═══ DATA SHOWN

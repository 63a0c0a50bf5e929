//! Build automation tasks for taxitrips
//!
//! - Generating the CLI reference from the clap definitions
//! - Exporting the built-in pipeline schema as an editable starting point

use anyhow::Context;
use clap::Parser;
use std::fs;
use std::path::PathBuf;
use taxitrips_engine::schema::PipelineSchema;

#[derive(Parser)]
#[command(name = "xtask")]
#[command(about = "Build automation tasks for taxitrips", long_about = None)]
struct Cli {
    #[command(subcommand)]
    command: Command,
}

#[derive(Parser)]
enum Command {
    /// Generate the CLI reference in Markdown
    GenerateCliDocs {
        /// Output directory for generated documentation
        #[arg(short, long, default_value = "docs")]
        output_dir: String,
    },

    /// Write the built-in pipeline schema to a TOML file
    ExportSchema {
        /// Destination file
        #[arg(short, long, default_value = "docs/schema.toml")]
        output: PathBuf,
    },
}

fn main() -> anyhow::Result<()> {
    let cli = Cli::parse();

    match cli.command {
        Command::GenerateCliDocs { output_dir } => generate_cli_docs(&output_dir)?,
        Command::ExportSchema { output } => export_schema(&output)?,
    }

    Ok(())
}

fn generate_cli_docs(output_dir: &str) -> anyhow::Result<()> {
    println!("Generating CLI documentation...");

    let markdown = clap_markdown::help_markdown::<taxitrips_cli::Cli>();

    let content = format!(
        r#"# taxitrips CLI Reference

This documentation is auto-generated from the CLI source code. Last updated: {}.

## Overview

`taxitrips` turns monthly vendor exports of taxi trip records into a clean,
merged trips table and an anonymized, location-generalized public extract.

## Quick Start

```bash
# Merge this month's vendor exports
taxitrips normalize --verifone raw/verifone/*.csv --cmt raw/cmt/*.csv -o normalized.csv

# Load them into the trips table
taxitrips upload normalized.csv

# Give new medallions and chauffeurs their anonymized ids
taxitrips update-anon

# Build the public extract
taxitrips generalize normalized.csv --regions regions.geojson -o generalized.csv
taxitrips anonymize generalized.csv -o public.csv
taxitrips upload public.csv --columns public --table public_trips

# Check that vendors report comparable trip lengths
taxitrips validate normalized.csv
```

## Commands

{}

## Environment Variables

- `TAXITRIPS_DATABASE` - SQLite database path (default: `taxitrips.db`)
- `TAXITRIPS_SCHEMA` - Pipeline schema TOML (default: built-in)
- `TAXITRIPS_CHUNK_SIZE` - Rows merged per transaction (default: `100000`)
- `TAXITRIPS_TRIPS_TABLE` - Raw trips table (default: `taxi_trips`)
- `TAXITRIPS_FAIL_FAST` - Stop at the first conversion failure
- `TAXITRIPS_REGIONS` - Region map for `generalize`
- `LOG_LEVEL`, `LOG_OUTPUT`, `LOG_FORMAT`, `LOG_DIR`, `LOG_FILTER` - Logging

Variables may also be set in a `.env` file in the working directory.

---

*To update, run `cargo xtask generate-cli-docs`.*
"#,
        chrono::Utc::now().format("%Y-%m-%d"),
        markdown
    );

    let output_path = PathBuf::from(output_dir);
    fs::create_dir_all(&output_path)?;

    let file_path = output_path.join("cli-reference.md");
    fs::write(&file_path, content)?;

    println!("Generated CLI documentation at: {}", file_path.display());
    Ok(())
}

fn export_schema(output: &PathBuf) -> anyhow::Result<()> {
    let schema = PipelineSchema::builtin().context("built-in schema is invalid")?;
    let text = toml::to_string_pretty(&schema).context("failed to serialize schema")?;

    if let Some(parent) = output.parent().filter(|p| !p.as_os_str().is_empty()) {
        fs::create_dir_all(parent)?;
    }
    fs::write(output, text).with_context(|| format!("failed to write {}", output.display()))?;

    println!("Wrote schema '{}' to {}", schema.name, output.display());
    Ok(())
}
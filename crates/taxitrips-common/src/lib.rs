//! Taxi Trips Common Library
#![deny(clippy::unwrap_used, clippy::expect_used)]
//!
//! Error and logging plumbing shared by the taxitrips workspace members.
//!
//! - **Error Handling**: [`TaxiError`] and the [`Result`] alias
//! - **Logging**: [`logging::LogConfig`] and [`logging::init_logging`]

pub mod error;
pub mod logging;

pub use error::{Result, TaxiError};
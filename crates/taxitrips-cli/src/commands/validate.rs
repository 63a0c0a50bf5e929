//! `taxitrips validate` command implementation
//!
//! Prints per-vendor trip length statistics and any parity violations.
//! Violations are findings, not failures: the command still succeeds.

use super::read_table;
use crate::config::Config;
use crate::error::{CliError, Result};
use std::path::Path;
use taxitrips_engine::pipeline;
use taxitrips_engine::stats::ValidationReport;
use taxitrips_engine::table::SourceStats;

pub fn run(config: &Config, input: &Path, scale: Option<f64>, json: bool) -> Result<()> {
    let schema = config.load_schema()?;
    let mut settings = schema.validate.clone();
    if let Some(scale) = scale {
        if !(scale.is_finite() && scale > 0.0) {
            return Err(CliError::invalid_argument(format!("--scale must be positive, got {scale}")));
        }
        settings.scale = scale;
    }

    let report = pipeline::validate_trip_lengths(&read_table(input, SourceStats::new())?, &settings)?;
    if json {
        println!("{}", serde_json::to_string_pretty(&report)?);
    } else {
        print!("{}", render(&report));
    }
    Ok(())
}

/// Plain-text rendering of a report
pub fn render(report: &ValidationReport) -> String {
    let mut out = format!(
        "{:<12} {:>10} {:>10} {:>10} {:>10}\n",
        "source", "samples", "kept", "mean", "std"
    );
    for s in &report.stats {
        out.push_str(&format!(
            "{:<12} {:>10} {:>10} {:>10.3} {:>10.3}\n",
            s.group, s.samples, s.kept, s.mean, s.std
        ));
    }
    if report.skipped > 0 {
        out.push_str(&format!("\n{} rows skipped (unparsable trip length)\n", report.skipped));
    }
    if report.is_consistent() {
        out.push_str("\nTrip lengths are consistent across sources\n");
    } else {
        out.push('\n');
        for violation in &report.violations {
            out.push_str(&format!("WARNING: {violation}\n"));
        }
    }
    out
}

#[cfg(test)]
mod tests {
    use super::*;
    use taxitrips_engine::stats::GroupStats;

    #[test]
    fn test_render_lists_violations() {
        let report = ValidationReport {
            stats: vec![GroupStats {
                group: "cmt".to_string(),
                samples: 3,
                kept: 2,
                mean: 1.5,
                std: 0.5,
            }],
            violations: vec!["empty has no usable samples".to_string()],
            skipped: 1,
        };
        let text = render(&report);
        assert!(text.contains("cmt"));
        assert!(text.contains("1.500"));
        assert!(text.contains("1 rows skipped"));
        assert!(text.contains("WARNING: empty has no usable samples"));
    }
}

══════

→ **THE PROBLEM**
Your reply should be one number: how many lines in the listing hold the word "failed".

→ **ANSWER FOR THE TASK**
2